[Assignment]: For the records below, print the lines from the line with "pub const fn with_number_retries(mut" through the line with "error if validation" exactly as written; include both end lines and exclude the rest.

━━ Information shown

//! Posting lifecycle errors.

use thiserror::Error;
use uuid::Uuid;

use saldo_shared::ErrorCategory;

use crate::journal::JournalStatus;

/// Errors from posting, reversing, or deleting journal entries.
#[derive(Debug, Error)]
pub enum PostingError {
    /// The entry is not in a status that allows the requested action.
    #[error("cannot {action} a {status} journal entry")]
    InvalidTransition {
        /// The current status of the entry.
        status: JournalStatus,
        /// The attempted action ("post", "reverse", "delete", "update").
        action: &'static str,
    },

    /// The poster is the same user who created the entry.
    #[error("Maker-checker violation: you cannot post your own journal entry.")]
    MakerCheckerViolation {
        /// The user attempting to post their own entry.
        user_id: Uuid,
    },

    /// The entry's stored totals do not balance.
    #[error("entry {entry_id} is unbalanced and cannot be posted")]
    Unbalanced {
        /// The entry id.
        entry_id: Uuid,
    },

    /// The journal entry does not exist.
    #[error("journal entry not found: {entry_id}")]
    EntryNotFound {
        /// The missing entry id.
        entry_id: Uuid,
    },

    /// Concurrent modification detected while applying the transition.
    #[error("journal entry {entry_id} was modified concurrently")]
    ConcurrentModification {
        /// The contended entry id.
        entry_id: Uuid,
    },

    /// Underlying storage failure.
    #[error("storage error: {0}")]
    Storage(String),
}

impl PostingError {
    /// Returns the error category for API mapping and retry decisions.
    #[must_use]
    pub fn category(&self) -> ErrorCategory {
        match self {
            Self::InvalidTransition { .. } | Self::Unbalanced { .. } => {
                ErrorCategory::InvariantViolation
            }
            Self::MakerCheckerViolation { .. } => ErrorCategory::Authorization,
            Self::EntryNotFound { .. } => ErrorCategory::NotFound,
            Self::ConcurrentModification { .. } => ErrorCategory::Conflict,
            Self::Storage(_) => ErrorCategory::Storage,
        }
    }

    /// Returns a stable machine-readable error code.
    #[must_use]
    pub fn error_code(&self) -> &'static str {
        match self {
            Self::InvalidTransition { .. } => "POSTING_INVALID_TRANSITION",
            Self::MakerCheckerViolation { .. } => "POSTING_MAKER_CHECKER",
            Self::Unbalanced { .. } => "POSTING_UNBALANCED",
            Self::EntryNotFound { .. } => "POSTING_ENTRY_NOT_FOUND",
            Self::ConcurrentModification { .. } => "POSTING_CONCURRENT_MODIFICATION",
            Self::Storage(_) => "POSTING_STORAGE_ERROR",
        }
    }
}
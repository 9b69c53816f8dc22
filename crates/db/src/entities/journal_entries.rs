//! `SeaORM` Entity for the journal_entries table.

use sea_orm::entity::prelude::*;
use serde::{Deserialize, Serialize};

#[derive(Clone, Debug, PartialEq, DeriveEntityModel, Eq, Serialize, Deserialize)]
#[sea_orm(table_name = "journal_entries")]
pub struct Model {
    #[sea_orm(primary_key, auto_increment = false)]
    pub id: Uuid,
    pub branch_id: Uuid,
    #[sea_orm(unique)]
    pub entry_number: String,
    #[sea_orm(unique)]
    pub control_number: String,
    /// One of: general, sales, purchase, cash_receipts, cash_disbursements.
    pub journal_type: String,
    /// One of: draft, posted, reversed.
    pub status: String,
    pub entry_date: Date,
    pub description: String,
    pub reference_no: Option<String>,
    pub total_debit: Decimal,
    pub total_credit: Decimal,
    /// Set on reversal drafts, pointing at the entry being reversed.
    pub reversed_from_id: Option<Uuid>,
    pub created_by: Uuid,
    pub approved_by: Option<Uuid>,
    pub posted_at: Option<DateTimeUtc>,
    /// Set at posting time; an entry with a lock timestamp never changes.
    pub locked_at: Option<DateTimeUtc>,
    pub created_at: DateTimeUtc,
    pub updated_at: DateTimeUtc,
}

#[derive(Copy, Clone, Debug, EnumIter, DeriveRelation)]
pub enum Relation {
    #[sea_orm(has_many = "super::journal_entry_lines::Entity")]
    JournalEntryLines,
    #[sea_orm(has_many = "super::ledgers::Entity")]
    Ledgers,
}

impl Related<super::journal_entry_lines::Entity> for Entity {
    fn to() -> RelationDef {
        Relation::JournalEntryLines.def()
    }
}

impl Related<super::ledgers::Entity> for Entity {
    fn to() -> RelationDef {
        Relation::Ledgers.def()
    }
}

impl ActiveModelBehavior for ActiveModel {}
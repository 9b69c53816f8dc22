//! Journal entry repository: draft CRUD and number generation.

use std::collections::{BTreeSet, HashMap};

use chrono::{NaiveDate, Utc};
use sea_orm::{
    ActiveModelTrait, ColumnTrait, DatabaseConnection, DatabaseTransaction, DbErr, EntityTrait,
    PaginatorTrait, QueryFilter, QueryOrder, QuerySelect, Set, SqlErr, TransactionTrait,
};
use uuid::Uuid;

use saldo_core::journal::{
    CONTROL_PREFIX, ControlNumberGenerator, CreateJournalEntryInput, ENTRY_PREFIX, JournalEntry,
    JournalError, JournalLine, JournalLineInput, JournalService, JournalStatus, JournalType,
};
use saldo_core::posting::{PostingError, PostingService};
use saldo_shared::config::PostingConfig;
use saldo_shared::types::{
    BranchId, JournalEntryId, JournalLineId, PageRequest, PageResponse, PartyRef, UserId,
};

use crate::entities::{accounts, journal_entries, journal_entry_lines};

/// Error types for journal entry operations.
#[derive(Debug, thiserror::Error)]
pub enum JournalEntryError {
    /// Domain validation failed.
    #[error(transparent)]
    Domain(#[from] JournalError),

    /// Lifecycle rule rejected the operation.
    #[error(transparent)]
    Lifecycle(#[from] PostingError),

    /// Journal entry not found.
    #[error("Journal entry not found: {0}")]
    NotFound(Uuid),

    /// Number generation kept colliding.
    #[error("Could not generate a unique entry number after {0} attempts")]
    NumberExhausted(u32),

    /// A stored row holds a value the domain cannot parse.
    #[error("Corrupt journal row: {0}")]
    Corrupt(String),

    /// Database error.
    #[error("Database error: {0}")]
    Database(#[from] DbErr),
}

/// Filter options for listing journal entries.
#[derive(Debug, Clone, Default)]
pub struct JournalEntryFilter {
    /// Filter by status.
    pub status: Option<JournalStatus>,
    /// Filter by journal type.
    pub journal_type: Option<JournalType>,
    /// Filter by entry date range start.
    pub date_from: Option<NaiveDate>,
    /// Filter by entry date range end.
    pub date_to: Option<NaiveDate>,
}

/// Input for updating a draft entry.
#[derive(Debug, Clone, Default)]
pub struct UpdateDraftInput {
    /// New description, if changing.
    pub description: Option<String>,
    /// New reference, if changing (`Some(None)` clears it).
    pub reference_no: Option<Option<String>>,
    /// New entry date, if changing.
    pub entry_date: Option<NaiveDate>,
    /// Replacement lines, if changing. Replaces the whole set.
    pub lines: Option<Vec<JournalLineInput>>,
}

/// Journal entry repository for draft CRUD.
#[derive(Debug, Clone)]
pub struct JournalEntryRepository {
    db: DatabaseConnection,
    service: JournalService,
    posting: PostingService,
    generator: ControlNumberGenerator,
    number_retries: u32,
}

impl JournalEntryRepository {
    /// Creates a new journal entry repository.
    #[must_use]
    pub const fn new(db: DatabaseConnection) -> Self {
        Self {
            db,
            service: JournalService,
            posting: PostingService,
            generator: ControlNumberGenerator,
            number_retries: 3,
        }
    }

    /// Overrides the number-collision retry budget.
    #[must_use]
    pub const fn with_number_retries(mut self, retries: u32) -> Self {
        self.number_retries = retries;
        self
    }

    /// Applies the posting configuration.
    #[must_use]
    pub const fn with_config(self, config: &PostingConfig) -> Self {
        self.with_number_retries(config.control_number_retries)
    }

    /// The configured number-collision retry budget.
    #[must_use]
    pub const fn number_retries(&self) -> u32 {
        self.number_retries
    }

    /// Creates a draft journal entry.
    ///
    /// Validates the lines and referenced accounts, generates entry and
    /// control numbers, and retries with fresh numbers when the unique
    /// constraint trips.
    ///
    /// # Errors
    ///
    /// Returns an error if validation fails, the retry budget runs out,
    /// or a database operation fails.
    pub async fn create(
        &self,
        input: CreateJournalEntryInput,
    ) -> Result<JournalEntry, JournalEntryError> {
        let accounts = self.resolve_accounts(&input).await?;
        let totals = self.service.validate(&input, &accounts)?;

        for _attempt in 0..=self.number_retries {
            let entry_number = self.generator.generate(ENTRY_PREFIX);
            let control_number = self.generator.generate(CONTROL_PREFIX);

            let txn = self.db.begin().await?;
            let now = Utc::now();
            let entry_id = Uuid::now_v7();

            let header = journal_entries::ActiveModel {
                id: Set(entry_id),
                branch_id: Set(input.branch_id),
                entry_number: Set(entry_number.clone()),
                control_number: Set(control_number),
                journal_type: Set(input.journal_type.as_str().to_string()),
                status: Set(JournalStatus::Draft.as_str().to_string()),
                entry_date: Set(input.entry_date),
                description: Set(input.description.clone()),
                reference_no: Set(input.reference_no.clone()),
                total_debit: Set(totals.total_debit),
                total_credit: Set(totals.total_credit),
                reversed_from_id: Set(None),
                created_by: Set(input.created_by),
                approved_by: Set(None),
                posted_at: Set(None),
                locked_at: Set(None),
                created_at: Set(now),
                updated_at: Set(now),
            };

            let header = match header.insert(&txn).await {
                Ok(model) => model,
                Err(err) if is_unique_violation(&err) => {
                    txn.rollback().await?;
                    tracing::debug!(number = %entry_number, "entry number collided, retrying");
                    continue;
                }
                Err(err) => return Err(err.into()),
            };

            let lines = insert_lines(&txn, entry_id, &input.lines).await?;
            txn.commit().await?;

            tracing::info!(entry_id = %entry_id, entry_number = %header.entry_number, "created draft journal entry");
            return map_entry(header, lines);
        }

        Err(JournalEntryError::NumberExhausted(self.number_retries + 1))
    }

    /// Finds an entry with its lines in stored order.
    pub async fn find(&self, id: Uuid) -> Result<JournalEntry, JournalEntryError> {
        let header = journal_entries::Entity::find_by_id(id)
            .one(&self.db)
            .await?
            .ok_or(JournalEntryError::NotFound(id))?;

        let lines = journal_entry_lines::Entity::find()
            .filter(journal_entry_lines::Column::JournalEntryId.eq(id))
            .order_by_asc(journal_entry_lines::Column::LineOrder)
            .all(&self.db)
            .await?;

        map_entry(header, lines)
    }

    /// Lists entry headers for a branch, newest first. Lines are not
    /// loaded; use [`find`](Self::find) for the full aggregate.
    pub async fn list(
        &self,
        branch_id: Uuid,
        filter: &JournalEntryFilter,
        page: PageRequest,
    ) -> Result<PageResponse<JournalEntry>, JournalEntryError> {
        let mut query = journal_entries::Entity::find()
            .filter(journal_entries::Column::BranchId.eq(branch_id));

        if let Some(status) = filter.status {
            query = query.filter(journal_entries::Column::Status.eq(status.as_str()));
        }
        if let Some(journal_type) = filter.journal_type {
            query = query.filter(journal_entries::Column::JournalType.eq(journal_type.as_str()));
        }
        if let Some(from) = filter.date_from {
            query = query.filter(journal_entries::Column::EntryDate.gte(from));
        }
        if let Some(to) = filter.date_to {
            query = query.filter(journal_entries::Column::EntryDate.lte(to));
        }

        let paginator = query
            .order_by_desc(journal_entries::Column::EntryDate)
            .order_by_desc(journal_entries::Column::CreatedAt)
            .paginate(&self.db, page.limit());

        let total = paginator.num_items().await?;
        let headers = paginator.fetch_page(page.zero_indexed_page()).await?;

        let data = headers
            .into_iter()
            .map(|header| map_entry(header, Vec::new()))
            .collect::<Result<Vec<_>, _>>()?;

        Ok(PageResponse::new(data, page.page, page.per_page, total))
    }

    /// Updates a draft entry in place. Rejected for posted or reversed
    /// entries.
    pub async fn update_draft(
        &self,
        id: Uuid,
        update: UpdateDraftInput,
    ) -> Result<JournalEntry, JournalEntryError> {
        let txn = self.db.begin().await?;
        let current = load_entry_locked(&txn, id).await?;
        self.posting.can_update(&current)?;

        let now = Utc::now();

        let header = journal_entries::Entity::find_by_id(id)
            .one(&txn)
            .await?
            .ok_or(JournalEntryError::NotFound(id))?;
        let mut active: journal_entries::ActiveModel = header.into();

        if let Some(lines) = &update.lines {
            // Replacement lines go through the same validation as create.
            let probe = CreateJournalEntryInput {
                branch_id: current.branch_id.into_inner(),
                journal_type: current.journal_type,
                entry_date: update.entry_date.unwrap_or(current.entry_date),
                description: update
                    .description
                    .clone()
                    .unwrap_or_else(|| current.description.clone()),
                reference_no: current.reference_no.clone(),
                lines: lines.clone(),
                created_by: current.created_by.into_inner(),
            };
            let accounts = self.resolve_accounts(&probe).await?;
            let totals = self.service.validate(&probe, &accounts)?;

            journal_entry_lines::Entity::delete_many()
                .filter(journal_entry_lines::Column::JournalEntryId.eq(id))
                .exec(&txn)
                .await?;
            insert_lines(&txn, id, lines).await?;

            active.total_debit = Set(totals.total_debit);
            active.total_credit = Set(totals.total_credit);
        }

        if let Some(description) = update.description {
            active.description = Set(description);
        }
        if let Some(reference_no) = update.reference_no {
            active.reference_no = Set(reference_no);
        }
        if let Some(entry_date) = update.entry_date {
            active.entry_date = Set(entry_date);
        }
        active.updated_at = Set(now);

        active.update(&txn).await?;
        txn.commit().await?;

        self.find(id).await
    }

    /// Deletes a draft entry and its lines. Posted and reversed entries
    /// are immutable and cannot be deleted.
    pub async fn delete(&self, id: Uuid) -> Result<(), JournalEntryError> {
        let txn = self.db.begin().await?;
        let current = load_entry_locked(&txn, id).await?;
        self.posting.can_delete(&current)?;

        journal_entry_lines::Entity::delete_many()
            .filter(journal_entry_lines::Column::JournalEntryId.eq(id))
            .exec(&txn)
            .await?;
        journal_entries::Entity::delete_by_id(id).exec(&txn).await?;
        txn.commit().await?;

        tracing::info!(entry_id = %id, "deleted draft journal entry");
        Ok(())
    }

    /// Fetches the accounts referenced by an input's lines.
    async fn resolve_accounts(
        &self,
        input: &CreateJournalEntryInput,
    ) -> Result<HashMap<Uuid, saldo_core::journal::AccountInfo>, JournalEntryError> {
        let ids: Vec<Uuid> = input
            .lines
            .iter()
            .map(|l| l.account_id)
            .collect::<BTreeSet<_>>()
            .into_iter()
            .collect();

        let models = accounts::Entity::find()
            .filter(accounts::Column::Id.is_in(ids))
            .all(&self.db)
            .await?;

        Ok(models
            .into_iter()
            .map(|m| {
                (
                    m.id,
                    saldo_core::journal::AccountInfo {
                        id: m.id,
                        branch_id: m.branch_id,
                        is_active: m.is_active && m.deleted_at.is_none(),
                    },
                )
            })
            .collect())
    }
}
//! Application configuration management.

use serde::Deserialize;

/// Application configuration.
#[derive(Debug, Clone, Deserialize)]
pub struct AppConfig {
    /// Database configuration.
    pub database: DatabaseConfig,
    /// Posting engine configuration.
    #[serde(default)]
    pub posting: PostingConfig,
}

/// Database configuration.
#[derive(Debug, Clone, Deserialize)]
pub struct DatabaseConfig {
    /// Database connection URL.
    pub url: String,
    /// Maximum number of connections in the pool.
    #[serde(default = "default_max_connections")]
    pub max_connections: u32,
    /// Minimum number of connections in the pool.
    #[serde(default = "default_min_connections")]
    pub min_connections: u32,
}

fn default_max_connections() -> u32 {
    10
}

fn default_min_connections() -> u32 {
    1
}

/// Posting engine configuration.
#[derive(Debug, Clone, Deserialize)]
pub struct PostingConfig {
    /// How many times entry/control number generation is retried when the
    /// generated value collides with an existing unique value.
    #[serde(default = "default_number_retries")]
    pub control_number_retries: u32,
}

fn default_number_retries() -> u32 {
    3
}

impl Default for PostingConfig {
    fn default() -> Self {
        Self {
            control_number_retries: default_number_retries(),
        }
    }
}

impl AppConfig {
    /// Loads configuration from environment and config files.
    ///
    /// # Errors
    ///
    /// Returns an error if configuration cannot be loaded.
    pub fn load() -> Result<Self, config::ConfigError> {
        dotenvy::dotenv().ok();

        let run_mode = std::env::var("RUN_MODE").unwrap_or_else(|_| "development".to_string());

        let config = config::Config::builder()
            .add_source(config::File::with_name("config/default").required(false))
            .add_source(config::File::with_name(&format!("config/{run_mode}")).required(false))
            .add_source(config::Environment::with_prefix("SALDO").separator("__"))
            .build()?;

        config.try_deserialize()
    }
}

━━━━

[Task output]:
    pub const fn with_number_retries(mut self, retries: u32) -> Self {
        self.number_retries = retries;
        self
    }

    /// Applies the posting configuration.
    #[must_use]
    pub const fn with_config(self, config: &PostingConfig) -> Self {
        self.with_number_retries(config.control_number_retries)
    }

    /// The configured number-collision retry budget.
    #[must_use]
    pub const fn number_retries(&self) -> u32 {
        self.number_retries
    }

    /// Creates a draft journal entry.
    ///
    /// Validates the lines and referenced accounts, generates entry and
    /// control numbers, and retries with fresh numbers when the unique
    /// constraint trips.
    ///
    /// # Errors
    ///
    /// Returns an error if validation fails, the retry budget runs out,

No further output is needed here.